Relator defende suspensão por dez anos de transportadoras envolvidas em roubo

O relator do novo marco legal do transporte rodoviário de cargas (PL 4860/16), deputado Nelson Marquezelli (PTB-SP), defendeu nesta quinta-feira (26) penas mais rigorosas para desvio e roubo de mercadorias quando houver a participação das transportadoras.
Em substitutivo apresentado à comissão especial da Câmara dos Deputados que analisa o tema, Marquezelli fez diversas mudanças no projeto original.
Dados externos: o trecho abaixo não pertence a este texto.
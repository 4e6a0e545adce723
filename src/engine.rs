//! # Aggregation Engine
//!
//! Folds a stream of [`Record`]s into a [`MonitorRegistry`] and an [`ErrorCache`] in a
//! single forward pass. Records are never retained; memory use grows with the number
//! of distinct labels, not with the size of the input.
//!
//! ## Per-record processing
//!
//! 1. The response time is folded into the label's `UNIT_MS` monitor.
//! 2. When the source provided a byte count, `bytes / 1024` is folded into the label's
//!    `UNIT_KB` monitor.
//! 3. Failed records are classified (first assertion failure wins over the raw result
//!    code), counted under `UNIT_JMETER_ERRORS` by error label and under
//!    `UNIT_EXCEPTION` by original label, and sampled into the error cache when they
//!    carry a message.
//!
//! ## Failure model
//!
//! The engine itself never fails. A source that cannot produce a record aborts that
//! source: [`AggregationEngine::aggregate_source`] drops the partially filled engine and
//! hands the adapter's error back to the caller, who decides whether the run continues.

use crate::error_cache::{ErrorCache, ErrorEntry};
use crate::metrics::{LabelMonitor, UNIT_EXCEPTION, UNIT_JMETER_ERRORS, UNIT_KB, UNIT_MS};
use crate::record::Record;
use crate::registry::MonitorRegistry;
use serde::Serialize;
use tracing::trace;

/// Separator between label and result code in an error label
pub const ERROR_LABEL_SEPARATOR: &str = " - ";

/// The descriptive key of a failed record.
#[derive(Debug, Clone, PartialEq, Eq)]
pub struct Classification<'a> {
    pub result_code: &'a str,
    pub response_message: &'a str,
}

impl<'a> Classification<'a> {
    /// Classify a failed record.
    ///
    /// The first assertion failure, when present, replaces the record's own result
    /// code and response message.
    pub fn of(record: &'a Record) -> Self {
        match record.assertion_failures.first() {
            Some(failure) => Self {
                result_code: &failure.name,
                response_message: &failure.message,
            },
            None => Self {
                result_code: &record.result_code,
                response_message: &record.response_message,
            },
        }
    }

    /// `label` alone when there is no result code, `label - code` otherwise.
    pub fn error_label(&self, label: &str) -> String {
        if self.result_code.is_empty() {
            label.to_string()
        } else {
            format!("{}{}{}", label, ERROR_LABEL_SEPARATOR, self.result_code)
        }
    }
}

#[derive(Debug, Clone, Default, PartialEq, Serialize)]
pub struct AggregationEngine {
    registry: MonitorRegistry,
    errors: ErrorCache,
    records: u64,
    failures: u64,
}

impl AggregationEngine {
    pub fn new() -> Self {
        Self::default()
    }

    /// Fold a single record into the aggregate state.
    pub fn ingest(&mut self, record: &Record) {
        self.records += 1;
        let duration = record.duration_ms as f64;

        self.registry
            .get_or_create(&record.label, UNIT_MS)
            .update(record.timestamp, duration);

        if let Some(bytes) = record.bytes_received {
            self.registry
                .get_or_create(&record.label, UNIT_KB)
                .update(record.timestamp, bytes as f64 / 1024.0);
        }

        if record.success {
            return;
        }

        self.failures += 1;
        let classification = Classification::of(record);
        let error_label = classification.error_label(&record.label);
        trace!(label = %record.label, error_label = %error_label, "failed sample");

        self.registry
            .get_or_create(&error_label, UNIT_JMETER_ERRORS)
            .update(record.timestamp, duration);
        self.registry
            .get_or_create(&record.label, UNIT_EXCEPTION)
            .update(record.timestamp, 1.0);

        if !classification.response_message.is_empty() {
            self.errors.record(
                &record.label,
                ErrorEntry {
                    label: record.label.clone(),
                    error_label,
                    error_code: classification.result_code.to_string(),
                    error_message: classification.response_message.to_string(),
                    timestamp: record.timestamp,
                },
            );
        }
    }

    /// Consume a record source to its end.
    ///
    /// Stops at the first error and returns it; records ingested before the error stay
    /// in `self`. Use [`AggregationEngine::aggregate_source`] to get all-or-nothing
    /// semantics for a single source.
    pub fn ingest_source<I, E>(&mut self, source: I) -> Result<u64, E>
    where
        I: IntoIterator<Item = Result<Record, E>>,
    {
        let mut ingested = 0;
        for record in source {
            self.ingest(&record?);
            ingested += 1;
        }
        Ok(ingested)
    }

    /// Aggregate one source on a fresh engine.
    ///
    /// On error the partial state is dropped; nothing of the failed source survives.
    pub fn aggregate_source<I, E>(source: I) -> Result<Self, E>
    where
        I: IntoIterator<Item = Result<Record, E>>,
    {
        let mut engine = Self::new();
        engine.ingest_source(source)?;
        Ok(engine)
    }

    /// Fold an engine built from later records into this one.
    pub fn merge(&mut self, other: AggregationEngine) {
        self.records += other.records;
        self.failures += other.failures;
        self.registry.merge(other.registry);
        self.errors.merge(other.errors);
    }

    pub fn registry(&self) -> &MonitorRegistry {
        &self.registry
    }

    pub fn errors(&self) -> &ErrorCache {
        &self.errors
    }

    /// Number of records ingested so far.
    pub fn records(&self) -> u64 {
        self.records
    }

    /// Number of failed records ingested so far.
    pub fn failures(&self) -> u64 {
        self.failures
    }

    pub fn is_empty(&self) -> bool {
        self.records == 0
    }

    /// Shorthand for the duration monitor of `label`.
    pub fn duration_monitor(&self, label: &str) -> Option<&LabelMonitor> {
        self.registry.get(label, UNIT_MS)
    }
}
Uma das alterações suspende por dez anos o funcionamento de empresas que atuarem como facilitadoras no roubo de mercadorias.
Já o motorista que tiver participação comprovada no delito terá a autorização para transportar carga automaticamente invalidada por dez anos e o direito de exercer a profissão suspenso pelo mesmo período, além das sanções penais e civis.Os estabelecimentos que revenderem mercadoria originária de crime também terão o registro cancelado por dez anos.
O relator justifica essas mudanças pelo peso da atividade na economia do país: 2,5 milhões de trabalhadores e transporte de mais de 70% da produção nacional. “Fica claro que essa quantidade de rodoviários deriva facilmente para o caos, ineficiência e prejuízos, se o setor não for organizado de maneira eficiente”, sustentou o parlamentar.
Apesar de não abordar as novas penalidades sugeridas por Marquezelli, o projeto original alterava o Código Penal (Decreto-Lei 2.848/40) para inserir agravante de pena quando o roubo for praticado contra transportadoras. Hoje, a pena para o crime de roubo é fixada em reclusão de quatro a dez anos e multa.
A versão original da proposta também incluía a aquisição de cargas furtadas em rodovias entre os crimes de receptação qualificada (comercializar produto roubado), sujeitos a reclusão de três a oito anos e multa. Essas alterações na legislação penal ficaram fora do relatório de Marquezelli.
Pontuação
O parecer do relator eleva de 20 para 30 pontos o limite de infrações para que o motorista que exerça a atividade profissional de caminhoneiro (categoria C, D ou E) tenha a carteira de habilitação suspensa. 
A justificativa é a de que os motoristas que trabalham com o transporte de cargas estão sujeitos a longas jornadas de viagens em rodovias e, portanto, são mais suscetíveis a cometerem infrações de trânsito.

Seguro
A versão de Marquezelli transfere aos transportadores a responsabilidade pelo seguro obrigatório para o transporte de cargas. No texto original, essa competência era atribuída ao dono da carga ou ao transportador, nos casos em que o responsável pela mercadoria não contratasse seguradora.
Com a novas regras propostas, o transportador passa a participar de forma mais decisiva na elaboração do Plano de Gerenciamento de Riscos (PGR) que deve estar em conformidade com a legislação em vigor, prevendo, por exemplo, as normas de segurança das rodovias e os intervalos de repouso e alimentação dos motoristas.

Tecnologia
O relatório do parlamentar também prevê a atuação das chamadas Operadoras Eletrônicas de Frete (OEFs) – empresas que fornecem o serviço de transporte de cargas por meio de plataforma na internet, conectando clientes a transportadores autônomos, empresas e cooperativas e transporte. Para serem habilitadas, essas empresas devem ter sede no Brasil, além de comprovar capacidade técnica e operacional de atendimento em todo o território nacional junto a Agência Nacional de Transportes Terrestres (ANTT).

Tramitação
O projeto do novo marco legal do transporte rodoviário de cargas tramita em caráter conclusivo. Se aprovado pela comissão especial, poderá seguir para análise do Senado.